Record excerpts:
use std::sync::Arc;

use assert_matches::assert_matches;
use serde_json::json;
use uuid::Uuid;
use wiremock::matchers::{method, path, query_param};
use wiremock::{Mock, MockServer, ResponseTemplate};

use consultant_cell::models::{
    ConsultantError, ReviewDecision, SubmitVerificationRequest, VerificationStatus,
};
use consultant_cell::services::verification::VerificationService;
use shared_database::supabase::SupabaseClient;
use shared_utils::test_utils::{MockSupabaseRows, TestConfig};

const TOKEN: &str = "test-token";

async fn service(mock_server: &MockServer) -> VerificationService {
    let config = TestConfig::with_supabase_url(&mock_server.uri()).to_app_config();
    VerificationService::new(Arc::new(SupabaseClient::new(&config)))
}

fn submit_request() -> SubmitVerificationRequest {
    SubmitVerificationRequest {
        contact_number: "09170000000".to_string(),
        expertise: "Thesis advising".to_string(),
        workplace: "Engineering Department".to_string(),
        qualification: "PhD in Computer Science".to_string(),
    }
}

#[tokio::test]
async fn approval_flips_the_consultant_verified_flag() {
    let mock_server = MockServer::start().await;
    let verification_id = Uuid::new_v4();
    let consultant_id = Uuid::new_v4();

    Mock::given(method("GET"))
        .and(path("/rest/v1/verifications"))
        .and(query_param("id", format!("eq.{}", verification_id)))
        .respond_with(ResponseTemplate::new(200).set_body_json(json!([
            MockSupabaseRows::verification_row(
                &verification_id.to_string(),
                &consultant_id.to_string(),
                "pending"
            )
        ])))
        .mount(&mock_server)
        .await;
    Mock::given(method("PATCH"))
        .and(path("/rest/v1/verifications"))
        .respond_with(ResponseTemplate::new(200).set_body_json(json!([
            MockSupabaseRows::verification_row(
                &verification_id.to_string(),
                &consultant_id.to_string(),
                "approved"
            )
        ])))
        .expect(1)
        .mount(&mock_server)
        .await;
    Mock::given(method("PATCH"))
        .and(path("/rest/v1/consultants"))
        .and(query_param("id", format!("eq.{}", consultant_id)))
        .respond_with(ResponseTemplate::new(204))
        .expect(1)
        .mount(&mock_server)
        .await;

    let verification = service(&mock_server)
        .await
        .review(verification_id, ReviewDecision::Approve, TOKEN)
        .await
        .unwrap();

    assert_eq!(verification.status, VerificationStatus::Approved);
}

#[tokio::test]
async fn rejection_leaves_the_verified_flag_alone() {
    let mock_server = MockServer::start().await;
    let verification_id = Uuid::new_v4();
    let consultant_id = Uuid::new_v4();

    Mock::given(method("GET"))
        .and(path("/rest/v1/verifications"))
        .respond_with(ResponseTemplate::new(200).set_body_json(json!([
            MockSupabaseRows::verification_row(
                &verification_id.to_string(),
                &consultant_id.to_string(),
                "pending"
            )
        ])))
        .mount(&mock_server)
        .await;
    Mock::given(method("PATCH"))
        .and(path("/rest/v1/verifications"))
        .respond_with(ResponseTemplate::new(200).set_body_json(json!([
            MockSupabaseRows::verification_row(
                &verification_id.to_string(),
                &consultant_id.to_string(),
                "rejected"
            )
        ])))
        .mount(&mock_server)
        .await;
    Mock::given(method("PATCH"))
        .and(path("/rest/v1/consultants"))
        .respond_with(ResponseTemplate::new(204))
        .expect(0)
        .mount(&mock_server)
        .await;

    let verification = service(&mock_server)
        .await
        .review(verification_id, ReviewDecision::Reject, TOKEN)
        .await
        .unwrap();

    assert_eq!(verification.status, VerificationStatus::Rejected);
}

#[tokio::test]
async fn a_reviewed_request_cannot_be_reviewed_again() {
    let mock_server = MockServer::start().await;
    let verification_id = Uuid::new_v4();

    Mock::given(method("GET"))
        .and(path("/rest/v1/verifications"))
        .respond_with(ResponseTemplate::new(200).set_body_json(json!([
            MockSupabaseRows::verification_row(
                &verification_id.to_string(),
                &Uuid::new_v4().to_string(),
                "approved"
            )
        ])))
        .mount(&mock_server)
        .await;

    let result = service(&mock_server)
        .await
        .review(verification_id, ReviewDecision::Approve, TOKEN)
        .await;

    assert_matches!(result, Err(ConsultantError::AlreadyReviewed));
}

#[tokio::test]
async fn resubmission_is_blocked_while_one_is_pending() {
    let mock_server = MockServer::start().await;
    let consultant_id = Uuid::new_v4();

    Mock::given(method("GET"))
        .and(path("/rest/v1/verifications"))
        .and(query_param("consultant_id", format!("eq.{}", consultant_id)))
        .respond_with(ResponseTemplate::new(200).set_body_json(json!([
            MockSupabaseRows::verification_row(
                &Uuid::new_v4().to_string(),
                &consultant_id.to_string(),
                "pending"
            )
        ])))
        .mount(&mock_server)
        .await;

    let result = service(&mock_server)
        .await
        .submit(consultant_id, submit_request(), TOKEN)
        .await;

    assert_matches!(result, Err(ConsultantError::VerificationPending));
}

#[tokio::test]
async fn resubmission_after_rejection_creates_a_new_row() {
    let mock_server = MockServer::start().await;
    let consultant_id = Uuid::new_v4();

    Mock::given(method("GET"))
        .and(path("/rest/v1/verifications"))
        .respond_with(ResponseTemplate::new(200).set_body_json(json!([
            MockSupabaseRows::verification_row(
                &Uuid::new_v4().to_string(),
                &consultant_id.to_string(),
                "rejected"
            )
        ])))
        .mount(&mock_server)
        .await;
    Mock::given(method("POST"))
        .and(path("/rest/v1/verifications"))
        .respond_with(ResponseTemplate::new(201).set_body_json(json!([
            MockSupabaseRows::verification_row(
                &Uuid::new_v4().to_string(),
                &consultant_id.to_string(),
                "pending"
            )
        ])))
        .expect(1)
        .mount(&mock_server)
        .await;

    let verification = service(&mock_server)
        .await
        .submit(consultant_id, submit_request(), TOKEN)
        .await
        .unwrap();

    assert_eq!(verification.status, VerificationStatus::Pending);
}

Your task:
Every entry above should be given again exactly as shown.

Exercise response:
use std::sync::Arc;

use assert_matches::assert_matches;
use serde_json::json;
use uuid::Uuid;
use wiremock::matchers::{method, path, query_param};
use wiremock::{Mock, MockServer, ResponseTemplate};

use consultant_cell::models::{
    ConsultantError, ReviewDecision, SubmitVerificationRequest, VerificationStatus,
};
use consultant_cell::services::verification::VerificationService;
use shared_database::supabase::SupabaseClient;
use shared_utils::test_utils::{MockSupabaseRows, TestConfig};

const TOKEN: &str = "test-token";

async fn service(mock_server: &MockServer) -> VerificationService {
    let config = TestConfig::with_supabase_url(&mock_server.uri()).to_app_config();
    VerificationService::new(Arc::new(SupabaseClient::new(&config)))
}

fn submit_request() -> SubmitVerificationRequest {
    SubmitVerificationRequest {
        contact_number: "09170000000".to_string(),
        expertise: "Thesis advising".to_string(),
        workplace: "Engineering Department".to_string(),
        qualification: "PhD in Computer Science".to_string(),
    }
}

#[tokio::test]
async fn approval_flips_the_consultant_verified_flag() {
    let mock_server = MockServer::start().await;
    let verification_id = Uuid::new_v4();
    let consultant_id = Uuid::new_v4();

    Mock::given(method("GET"))
        .and(path("/rest/v1/verifications"))
        .and(query_param("id", format!("eq.{}", verification_id)))
        .respond_with(ResponseTemplate::new(200).set_body_json(json!([
            MockSupabaseRows::verification_row(
                &verification_id.to_string(),
                &consultant_id.to_string(),
                "pending"
            )
        ])))
        .mount(&mock_server)
        .await;
    Mock::given(method("PATCH"))
        .and(path("/rest/v1/verifications"))
        .respond_with(ResponseTemplate::new(200).set_body_json(json!([
            MockSupabaseRows::verification_row(
                &verification_id.to_string(),
                &consultant_id.to_string(),
                "approved"
            )
        ])))
        .expect(1)
        .mount(&mock_server)
        .await;
    Mock::given(method("PATCH"))
        .and(path("/rest/v1/consultants"))
        .and(query_param("id", format!("eq.{}", consultant_id)))
        .respond_with(ResponseTemplate::new(204))
        .expect(1)
        .mount(&mock_server)
        .await;

    let verification = service(&mock_server)
        .await
        .review(verification_id, ReviewDecision::Approve, TOKEN)
        .await
        .unwrap();

    assert_eq!(verification.status, VerificationStatus::Approved);
}

#[tokio::test]
async fn rejection_leaves_the_verified_flag_alone() {
    let mock_server = MockServer::start().await;
    let verification_id = Uuid::new_v4();
    let consultant_id = Uuid::new_v4();

    Mock::given(method("GET"))
        .and(path("/rest/v1/verifications"))
        .respond_with(ResponseTemplate::new(200).set_body_json(json!([
            MockSupabaseRows::verification_row(
                &verification_id.to_string(),
                &consultant_id.to_string(),
                "pending"
            )
        ])))
        .mount(&mock_server)
        .await;
    Mock::given(method("PATCH"))
        .and(path("/rest/v1/verifications"))
        .respond_with(ResponseTemplate::new(200).set_body_json(json!([
            MockSupabaseRows::verification_row(
                &verification_id.to_string(),
                &consultant_id.to_string(),
                "rejected"
            )
        ])))
        .mount(&mock_server)
        .await;
    Mock::given(method("PATCH"))
        .and(path("/rest/v1/consultants"))
        .respond_with(ResponseTemplate::new(204))
        .expect(0)
        .mount(&mock_server)
        .await;

    let verification = service(&mock_server)
        .await
        .review(verification_id, ReviewDecision::Reject, TOKEN)
        .await
        .unwrap();

    assert_eq!(verification.status, VerificationStatus::Rejected);
}

#[tokio::test]
async fn a_reviewed_request_cannot_be_reviewed_again() {
    let mock_server = MockServer::start().await;
    let verification_id = Uuid::new_v4();

    Mock::given(method("GET"))
        .and(path("/rest/v1/verifications"))
        .respond_with(ResponseTemplate::new(200).set_body_json(json!([
            MockSupabaseRows::verification_row(
                &verification_id.to_string(),
                &Uuid::new_v4().to_string(),
                "approved"
            )
        ])))
        .mount(&mock_server)
        .await;

    let result = service(&mock_server)
        .await
        .review(verification_id, ReviewDecision::Approve, TOKEN)
        .await;

    assert_matches!(result, Err(ConsultantError::AlreadyReviewed));
}

#[tokio::test]
async fn resubmission_is_blocked_while_one_is_pending() {
    let mock_server = MockServer::start().await;
    let consultant_id = Uuid::new_v4();

    Mock::given(method("GET"))
        .and(path("/rest/v1/verifications"))
        .and(query_param("consultant_id", format!("eq.{}", consultant_id)))
        .respond_with(ResponseTemplate::new(200).set_body_json(json!([
            MockSupabaseRows::verification_row(
                &Uuid::new_v4().to_string(),
                &consultant_id.to_string(),
                "pending"
            )
        ])))
        .mount(&mock_server)
        .await;

    let result = service(&mock_server)
        .await
        .submit(consultant_id, submit_request(), TOKEN)
        .await;

    assert_matches!(result, Err(ConsultantError::VerificationPending));
}

#[tokio::test]
async fn resubmission_after_rejection_creates_a_new_row() {
    let mock_server = MockServer::start().await;
    let consultant_id = Uuid::new_v4();

    Mock::given(method("GET"))
        .and(path("/rest/v1/verifications"))
        .respond_with(ResponseTemplate::new(200).set_body_json(json!([
            MockSupabaseRows::verification_row(
                &Uuid::new_v4().to_string(),
                &consultant_id.to_string(),
                "rejected"
            )
        ])))
        .mount(&mock_server)
        .await;
    Mock::given(method("POST"))
        .and(path("/rest/v1/verifications"))
        .respond_with(ResponseTemplate::new(201).set_body_json(json!([
            MockSupabaseRows::verification_row(
                &Uuid::new_v4().to_string(),
                &consultant_id.to_string(),
                "pending"
            )
        ])))
        .expect(1)
        .mount(&mock_server)
        .await;

    let verification = service(&mock_server)
        .await
        .submit(consultant_id, submit_request(), TOKEN)
        .await
        .unwrap();

    assert_eq!(verification.status, VerificationStatus::Pending);
}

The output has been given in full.